Jan 28, 2017

Transylvania Pterosaur Was the Top Predator on Its Prehistoric Island Home

A Transylvania pterosaur had a look all its own and was probably the top predator in its ancient island neighborhood, according to UK researchers who analyzed the neck anatomy of Hatzegopteryx, a giant flying reptile in the Azhdarchidae family.

Some of the biggest flying animals in the history of the planet were azhdarchid pterosaurs, such as Quetzalcoatlus, whose wingspan exceeded 30 feet (9 meters). Hatzegopteryx was certainly in that class, with a wingspan thought to have been up to 39 feet (12 meters).

In addition to the breadth of wing, azhdarchids are typically known for having had long necks and jaws.
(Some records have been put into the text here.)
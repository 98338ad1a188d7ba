//! In-memory pack index
//!
//! Built once per index load from the superpack's file table and meta
//! block (or from a local file-list database) and then shared read-only.

use std::collections::HashMap;

use crate::archive::pack::{FileTable, PackFooter};
use crate::archive::{CompressionType, FileInfo};
use crate::graph::{PackGraph, PackIndexEntry};
use crate::meta::db::LocalPacksDb;
use crate::meta::{MetaError, PackMetaData};

#[derive(Debug)]
pub struct PackIndex {
    graph: PackGraph,
    files: Vec<FileInfo>,
    by_path: HashMap<String, usize>,
    file_packs: Vec<u32>,
    files_by_pack: Vec<Vec<usize>>,
    footer: Option<PackFooter>,
    catalog_size: u64,
    /// Every pack, dependencies first.
    order: Vec<u32>,
}

impl PackIndex {
    /// Index of a remote superpack.
    pub fn from_superpack(
        table: &FileTable,
        meta: &PackMetaData,
        footer: PackFooter,
    ) -> Result<Self, MetaError> {
        Self::build(table.file_infos(), meta, Some(footer))
    }

    /// Index of a local file-list database. Sizes and offsets are unknown.
    pub fn from_local_db(db: &LocalPacksDb) -> Result<Self, MetaError> {
        let files = db
            .file_names()
            .iter()
            .map(|name| FileInfo {
                relative_file_path: name.clone(),
                compression_type: CompressionType::None,
                compressed_size: 0,
                original_size: 0,
                offset: 0,
                compressed_crc32: 0,
            })
            .collect();
        Self::build(files, db.meta(), None)
    }

    pub(super) fn build(files: Vec<FileInfo>, meta: &PackMetaData, footer: Option<PackFooter>) -> Result<Self, MetaError> {
        if files.len() != meta.file_count() {
            return Err(MetaError::Malformed(format!(
                "file table has {} files, meta describes {}",
                files.len(),
                meta.file_count()
            )));
        }

        let mut sizes = vec![0u64; meta.pack_count()];
        let mut files_by_pack = vec![Vec::new(); meta.pack_count()];
        for (i, file) in files.iter().enumerate() {
            let pack = meta.file_pack_index(i).unwrap_or(0) as usize;
            let slot = sizes.get_mut(pack).ok_or(MetaError::PackIndexOutOfRange {
                file: i,
                index: pack as u32,
                packs: meta.pack_count(),
            })?;
            *slot += file.original_size as u64;
            files_by_pack[pack].push(i);
        }

        let entries: Vec<PackIndexEntry> = meta
            .packs()
            .iter()
            .zip(&sizes)
            .map(|(pack, &size)| PackIndexEntry {
                name: pack.name.clone(),
                size_uncompressed: size,
                dependencies: pack.dependencies.clone(),
            })
            .collect();
        let graph = PackGraph::new(&entries)?;
        let all: Vec<u32> = (0..graph.len() as u32).collect();
        let order = graph.closure_indices(&all);

        let by_path = files
            .iter()
            .enumerate()
            .map(|(i, f)| (f.relative_file_path.clone(), i))
            .collect();

        Ok(Self {
            graph,
            catalog_size: sizes.iter().sum(),
            files,
            by_path,
            file_packs: meta.file_pack_indexes().to_vec(),
            files_by_pack,
            footer,
            order,
        })
    }

    pub fn graph(&self) -> &PackGraph {
        &self.graph
    }

    pub fn pack_count(&self) -> usize {
        self.graph.len()
    }

    pub fn pack_index(&self, name: &str) -> Option<u32> {
        self.graph.index_of(name)
    }

    /// Own uncompressed size of a pack.
    pub fn pack_size(&self, pack: u32) -> u64 {
        self.graph.size(pack)
    }

    pub fn files(&self) -> &[FileInfo] {
        &self.files
    }

    pub fn file(&self, index: usize) -> &FileInfo {
        &self.files[index]
    }

    pub fn file_index(&self, relative_path: &str) -> Option<usize> {
        self.by_path.get(relative_path).copied()
    }

    pub fn file_pack(&self, index: usize) -> u32 {
        self.file_packs[index]
    }

    pub fn files_of(&self, pack: u32) -> &[usize] {
        &self.files_by_pack[pack as usize]
    }

    /// Every pack in acquisition order.
    pub fn acquisition_order(&self) -> &[u32] {
        &self.order
    }

    /// Footer of the superpack this index was read from.
    pub fn footer(&self) -> Option<&PackFooter> {
        self.footer.as_ref()
    }

    /// Uncompressed size of every file in the catalog.
    pub fn catalog_size(&self) -> u64 {
        self.catalog_size
    }
}

#[cfg(test)]
mod tests {
    use super::*;
    use crate::archive::{PackArchive, PackBuilder, ResourceArchive};
    use tempfile::TempDir;

    #[test]
    fn test_pack_sizes_from_files() -> anyhow::Result<()> {
        let mut builder = PackBuilder::new();
        let base = builder.add_pack("base", &[]);
        let maps = builder.add_pack("maps", &[base]);
        builder
            .add_file("base/a.txt", &[1; 10], CompressionType::Lz4Hc, base)
            .add_file("base/b.txt", &[2; 5], CompressionType::None, base)
            .add_file("maps/m.sc2", &[3; 100], CompressionType::Rfc1951, maps);

        let dir = TempDir::new()?;
        let path = dir.path().join("superpack.dvpk");
        builder.write_to(&path)?;
        let archive = PackArchive::open(&path)?;
        let meta = archive.meta()?.unwrap();

        let table = FileTable {
            entries: archive.entries().to_vec(),
            names: archive.files().iter().map(|f| f.relative_file_path.clone()).collect(),
        };
        let index = PackIndex::from_superpack(&table, &meta, *archive.footer())?;

        assert_eq!(index.pack_count(), 2);
        assert_eq!(index.pack_size(base), 15);
        assert_eq!(index.pack_size(maps), 100);
        assert_eq!(index.catalog_size(), 115);
        assert_eq!(index.files_of(base).len(), 2);

        let m = index.file_index("maps/m.sc2").unwrap();
        assert_eq!(index.file_pack(m), maps);
        assert_eq!(index.file(m).compression_type, CompressionType::Rfc1951);
        assert!(index.file_index("maps").is_none());
        assert_eq!(index.acquisition_order(), &[base, maps]);
        Ok(())
    }
}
The behemoths foraged on the ground for small prey such a baby dinosaurs.

Hatzegopteryx, though, throws those characteristics for a bit of a loop, wrote Darren Naish, of the University of Southampton, and Mark Witton, of the University of Portsmouth, in the journal Peer J.

Thanks to a Late Cretaceous neck vertebra fossil from 66-70 million years ago found in Romania, it turns out that Hatzegopteryx was especially thick of neck, for a pterosaur, showing that some azhdarchids could appear proportionally much different than the conventional picture of the animals:

(A) Two giant, long-necked azhdarchids argue over a small theropod; (B) the similarly sized but more powerful Maastrichtian, Transylvanian pterosaur Hatzegopteryx sp. preys on rhabdodontid iguanodontian Zalmoxes.
The vertebra's size - 9.4 inches (240 millimeters) long and about as wide; nearly a quarter of an inch (6 millimeters) thick - told the researchers that Hatzegopteryx might have dined on bigger dinosaurs than expected of a pterosaur. Their extra-stout throats and wide jaws would have meant they could step up on the menu from hatchling and baby dinos to creatures such as iguanodontians, like the one being eaten in the above photo. Indeed, the animal "shows potential for tackling much larger prey items, perhaps even killing animals too large to ingest whole," the UK scientists wrote.